Data source resolution will be augmented to search through the naming environment from the top of the stack to the bottom before searching for tables. CTE names can shadow table names and other CTE names in an outer scope, but an individual CTE statement can't contain more than one clause with any given name.

To enforce this proposal's restrictions, the naming environment will also include a flag on each named clause that is set when it is used as a data source in another clause or the main statement. This flag will allow the planner to detect when a query tries to reference a table more than once and return a suitable error.

Because of this proposal's restrictions, temporary table infrastructure is not necessary as each CTE clause will stream its output to the plan that references it just like an ordinary CockroachDB plan tree.

Performance of planning ordinary changes will not be meaningfully affected, since the naming environment doesn't have to get checked if its empty.

Drawbacks

Despite the fact that completing this proposal would provide strictly more functionality to our users, it might be risky to ship an incomplete version of common table expressions from an optics perspective. We wouldn't want to give users the impression that we don't care about fully implementing features that we claim to support.

This risk can be mitigated by setting expectations carefully in the docs and feature release notes. As long as we don't claim to have full CTE support, people won't be unduly surprised when they can't use some of the more complex functionality that CTEs offer.
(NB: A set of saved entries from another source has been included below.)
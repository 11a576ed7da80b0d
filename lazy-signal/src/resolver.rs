//! Resolver strategies
//!
//! A resolver turns a raw signal into something callable. The default
//! [`ContainerResolver`] reads signals of the form `"Identifier"` or
//! `"Identifier::method"`, fetches `Identifier` from the container and binds
//! the method to the instance.

use crate::config::SignalConfig;
use crate::container::Container;
use crate::types::{describe, Callable, Result, SignalError, SignalValue, Target};
use std::fmt;
use std::sync::Arc;

/// Method used when a signal names no method
pub const DEFAULT_INVOKE_METHOD: &str = "invoke";

/// Separator between identifier and method in a signal string
pub const SIGNAL_DELIMITER: &str = "::";

/// Strategy converting a signal into a callable target
pub trait Resolve: Send + Sync {
    fn resolve(&self, signal: &SignalValue) -> Result<Target>;
}

impl<F> Resolve for F
where
    F: Fn(&SignalValue) -> Result<Target> + Send + Sync,
{
    fn resolve(&self, signal: &SignalValue) -> Result<Target> {
        self(signal)
    }
}

/// Resolves signals through a dependency-injection container
pub struct ContainerResolver {
    container: Arc<dyn Container>,
    invoke_method: String,
    delimiter: String,
}

impl ContainerResolver {
    /// Create a resolver with the default method name and delimiter
    pub fn new(container: Arc<dyn Container>) -> Self {
        Self {
            container,
            invoke_method: DEFAULT_INVOKE_METHOD.to_string(),
            delimiter: SIGNAL_DELIMITER.to_string(),
        }
    }

    /// Create a resolver using the method name and delimiter from `config`
    pub fn from_config(container: Arc<dyn Container>, config: &SignalConfig) -> Self {
        Self {
            container,
            invoke_method: config.invoke_method.clone(),
            delimiter: config.delimiter.clone(),
        }
    }

    /// Builder method: set the default method name
    pub fn with_invoke_method(mut self, method: impl Into<String>) -> Self {
        self.invoke_method = method.into();
        self
    }

    /// Split a signal string into `(identifier, method)`
    ///
    /// Only the first delimiter separates; the rest stays in the method name.
    pub fn split<'a>(&'a self, signal: &'a str) -> (&'a str, &'a str) {
        match signal.split_once(self.delimiter.as_str()) {
            Some((identifier, method)) => (identifier, method),
            None => (signal, self.invoke_method.as_str()),
        }
    }
}

impl Resolve for ContainerResolver {
    fn resolve(&self, signal: &SignalValue) -> Result<Target> {
        let raw = signal
            .as_str()
            .ok_or_else(|| SignalError::InvalidSignal(describe(signal)))?;
        let (identifier, method) = self.split(raw);

        log::debug!("Resolving signal \"{}\" to {}{}{}", raw, identifier, self.delimiter, method);

        let instance = self.container.get(identifier)?;

        if !instance.has_method(method) {
            return Err(SignalError::InvalidSignal(raw.to_string()));
        }

        let method = method.to_string();
        Ok(Target::Callable(Callable::new(move |args| {
            instance.call(&method, args)
        })))
    }
}

impl fmt::Debug for ContainerResolver {
    fn fmt(&self, f: &mut fmt::Formatter<'_>) -> fmt::Result {
        f.debug_struct("ContainerResolver")
            .field("invoke_method", &self.invoke_method)
            .field("delimiter", &self.delimiter)
            .finish_non_exhaustive()
    }
}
Rationale and Alternatives

This design is a simple incremental step toward providing common table expressions. Whether or not we choose to ship this partial CTE implementation, it's a good idea to start with this simpler set of functionality to establish a baseline for testing.
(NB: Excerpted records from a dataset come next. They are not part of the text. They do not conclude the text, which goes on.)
//! Host application glue
//!
//! A host builds one shared [`Signal`] at startup. The resolver strategy is
//! picked by name from [`SignalConfig::resolver`], so an application can swap
//! in its own resolver through configuration alone.

use crate::config::SignalConfig;
use crate::container::Container;
use crate::resolver::{ContainerResolver, Resolve};
use crate::signal::Signal;
use crate::types::{Result, SignalError};
use std::collections::HashMap;
use std::fmt;
use std::sync::Arc;

/// Name of the built-in container-backed resolver
pub const CONTAINER_RESOLVER: &str = "container";

/// Builds a resolver from the host's container and the signal configuration
pub type ResolverFactory =
    Arc<dyn Fn(Arc<dyn Container>, &SignalConfig) -> Arc<dyn Resolve> + Send + Sync>;

fn container_resolver(container: Arc<dyn Container>, config: &SignalConfig) -> Arc<dyn Resolve> {
    Arc::new(ContainerResolver::from_config(container, config))
}

/// Creates [`Signal`] instances with a configured resolver
pub struct SignalDelegate {
    factories: HashMap<String, ResolverFactory>,
}

impl SignalDelegate {
    /// Create a delegate knowing only the built-in `"container"` resolver
    pub fn new() -> Self {
        let mut factories: HashMap<String, ResolverFactory> = HashMap::new();
        factories.insert(CONTAINER_RESOLVER.to_string(), Arc::new(container_resolver));
        Self { factories }
    }

    /// Builder method: register an alternate resolver under `name`
    ///
    /// Registering an existing name replaces its factory.
    pub fn with_resolver<F>(mut self, name: impl Into<String>, factory: F) -> Self
    where
        F: Fn(Arc<dyn Container>, &SignalConfig) -> Arc<dyn Resolve> + Send + Sync + 'static,
    {
        self.factories.insert(name.into(), Arc::new(factory));
        self
    }

    /// Names of all known resolvers, sorted
    pub fn resolver_names(&self) -> Vec<&str> {
        let mut names: Vec<&str> = self.factories.keys().map(String::as_str).collect();
        names.sort_unstable();
        names
    }

    /// Build a signal wrapper using the resolver named in `config`
    pub fn build(&self, container: Arc<dyn Container>, config: &SignalConfig) -> Result<Signal> {
        config.validate()?;

        let factory = self
            .factories
            .get(&config.resolver)
            .ok_or_else(|| SignalError::UnknownResolver(config.resolver.clone()))?;

        log::info!("Building signal with resolver \"{}\"", config.resolver);
        Ok(Signal::from_shared(factory(container, config)))
    }
}

impl Default for SignalDelegate {
    fn default() -> Self {
        Self::new()
    }
}

impl fmt::Debug for SignalDelegate {
    fn fmt(&self, f: &mut fmt::Formatter<'_>) -> fmt::Result {
        f.debug_struct("SignalDelegate")
            .field("resolvers", &self.resolver_names())
            .finish()
    }
}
As an alternative, we could punt on CTEs entirely until temporary tables are available for internal use, and then deliver a full implementation of CTEs all at once.
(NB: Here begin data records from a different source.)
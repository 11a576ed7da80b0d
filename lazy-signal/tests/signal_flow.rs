// End-to-end flow: delegate -> signal -> container-backed resolution
use lazy_signal::{
    config, Component, Container, LookupError, MethodTable, SignalConfig, SignalDelegate,
    SignalError,
};
use serde_json::{json, Value};
use std::collections::HashMap;
use std::io::Write;
use std::sync::atomic::{AtomicUsize, Ordering};
use std::sync::Arc;

/// Container that builds a fresh instance per lookup and counts lookups
#[derive(Default)]
struct CountingContainer {
    lookups: AtomicUsize,
    requested: parking_lot::Mutex<Vec<String>>,
}

impl CountingContainer {
    fn lookups(&self) -> usize {
        self.lookups.load(Ordering::SeqCst)
    }
}

impl Container for CountingContainer {
    fn get(&self, identifier: &str) -> Result<Arc<dyn Component>, LookupError> {
        self.lookups.fetch_add(1, Ordering::SeqCst);
        self.requested.lock().push(identifier.to_string());

        match identifier {
            "Joiner" => Ok(Arc::new(
                MethodTable::new()
                    .with_method("invoke", |args| {
                        let parts: Vec<&str> = args.iter().filter_map(Value::as_str).collect();
                        Ok(json!(parts.join(" ")))
                    })
                    .with_method("count", |args| Ok(json!(args.len()))),
            )),
            "Inventory" => {
                let mut stock = HashMap::new();
                stock.insert("apple", 3);
                stock.insert("pear", 0);
                Ok(Arc::new(MethodTable::new().with_method("lookup", move |args| {
                    let item = args.first().and_then(Value::as_str).unwrap_or_default();
                    Ok(json!(stock.get(item).copied().unwrap_or(0)))
                })))
            }
            other => Err(LookupError::not_found(other)),
        }
    }
}

fn init_logging() {
    let _ = env_logger::builder().is_test(true).try_init();
}

#[test]
fn lookup_is_deferred_until_first_call() {
    init_logging();
    let container = Arc::new(CountingContainer::default());
    let signal = SignalDelegate::new()
        .build(container.clone(), &SignalConfig::default())
        .unwrap();

    let join = signal.create("Joiner");
    let count = signal.create("Joiner::count");
    assert_eq!(container.lookups(), 0);
    assert_eq!(signal.len(), 2);

    assert_eq!(join.call(&[json!("foo"), json!("bar")]).unwrap(), json!("foo bar"));
    assert_eq!(container.lookups(), 1);

    for _ in 0..3 {
        assert_eq!(count.call(&[json!(1), json!(2), json!(3)]).unwrap(), json!(3));
    }
    assert_eq!(container.lookups(), 2);
    assert_eq!(*container.requested.lock(), vec!["Joiner", "Joiner"]);
}

#[test]
fn resolved_signal_returns_target_directly() {
    init_logging();
    let container = Arc::new(CountingContainer::default());
    let signal = SignalDelegate::new()
        .build(container.clone(), &SignalConfig::default())
        .unwrap();

    let proxy = signal.create("Inventory::lookup");
    assert!(proxy.is_proxy());
    assert_eq!(proxy.call(&[json!("apple")]).unwrap(), json!(3));

    let target = signal.create("Inventory::lookup");
    assert!(!target.is_proxy());
    assert!(target.ptr_eq(&signal.create("Inventory::lookup")));
    assert_eq!(target.call(&[json!("pear")]).unwrap(), json!(0));

    // The first proxy keeps working off the cache
    assert_eq!(proxy.call(&[json!("kiwi")]).unwrap(), json!(0));
    assert_eq!(container.lookups(), 1);
}

#[test]
fn lookup_failure_surfaces_through_proxy() {
    init_logging();
    let container = Arc::new(CountingContainer::default());
    let signal = SignalDelegate::new()
        .build(container.clone(), &SignalConfig::default())
        .unwrap();

    let proxy = signal.create("Mailer::send");
    match proxy.call(&[]) {
        Err(SignalError::LookupFailure(err)) => assert_eq!(err.identifier, "Mailer"),
        other => panic!("Expected LookupFailure, got {:?}", other),
    }

    // Not cached, so the next call tries the container again
    assert!(proxy.call(&[]).is_err());
    assert_eq!(container.lookups(), 2);
    assert!(!signal.is_resolved("Mailer::send"));
}

#[test]
fn missing_method_surfaces_as_invalid_signal() {
    init_logging();
    let signal = SignalDelegate::new()
        .build(Arc::new(CountingContainer::default()), &SignalConfig::default())
        .unwrap();

    let err = signal.create("Joiner::split").call(&[]).unwrap_err();
    assert!(matches!(err, SignalError::InvalidSignal(ref s) if s == "Joiner::split"));
    assert!(err.to_string().contains("Joiner::split"));
}

#[test]
fn direct_resolve_skips_registry() {
    init_logging();
    let container = Arc::new(CountingContainer::default());
    let signal = SignalDelegate::new()
        .build(container.clone(), &SignalConfig::default())
        .unwrap();

    let callable = signal.resolve("Joiner").unwrap().into_callable().unwrap();
    assert_eq!(callable.call(&[json!("a"), json!("b")]).unwrap(), json!("a b"));
    assert!(signal.is_empty());
    assert_eq!(container.lookups(), 1);
}

#[test]
fn configuration_file_selects_method_and_delimiter() {
    init_logging();
    let mut file = tempfile::NamedTempFile::new().unwrap();
    writeln!(file, "[signal]\nresolver = \"container\"\ninvoke_method = \"count\"\ndelimiter = \"->\"")
        .unwrap();

    let config = config::load_config(file.path()).unwrap();
    let signal = SignalDelegate::new()
        .build(Arc::new(CountingContainer::default()), &config)
        .unwrap();

    assert_eq!(signal.create("Joiner").call(&[json!("x")]).unwrap(), json!(1));
    assert_eq!(
        signal.create("Joiner->invoke").call(&[json!("x"), json!("y")]).unwrap(),
        json!("x y")
    );
}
The impact of waiting to implement this functionality is that we might turn away potential users that expect to be able to use CTEs.

Unresolved questions

None.

Future work

Implementing the rest of CTEs has 2 stages: temporary storage to enable multi-use clauses, and execution engine changes to enable WITH RECURSIVE.

Temporary storage may be less involved than fully implementing temporary tables. DistSQL processors can be configured to use temporary storage in a processor if necessary, so it's possible that all this will take is plugging the temporary storage infrastructure into the local execution engine in front of clauses that need to be used more than once, or waiting until the two engines are merged.

WITH RECURSIVE will take some additional thought, and possibly another RFC.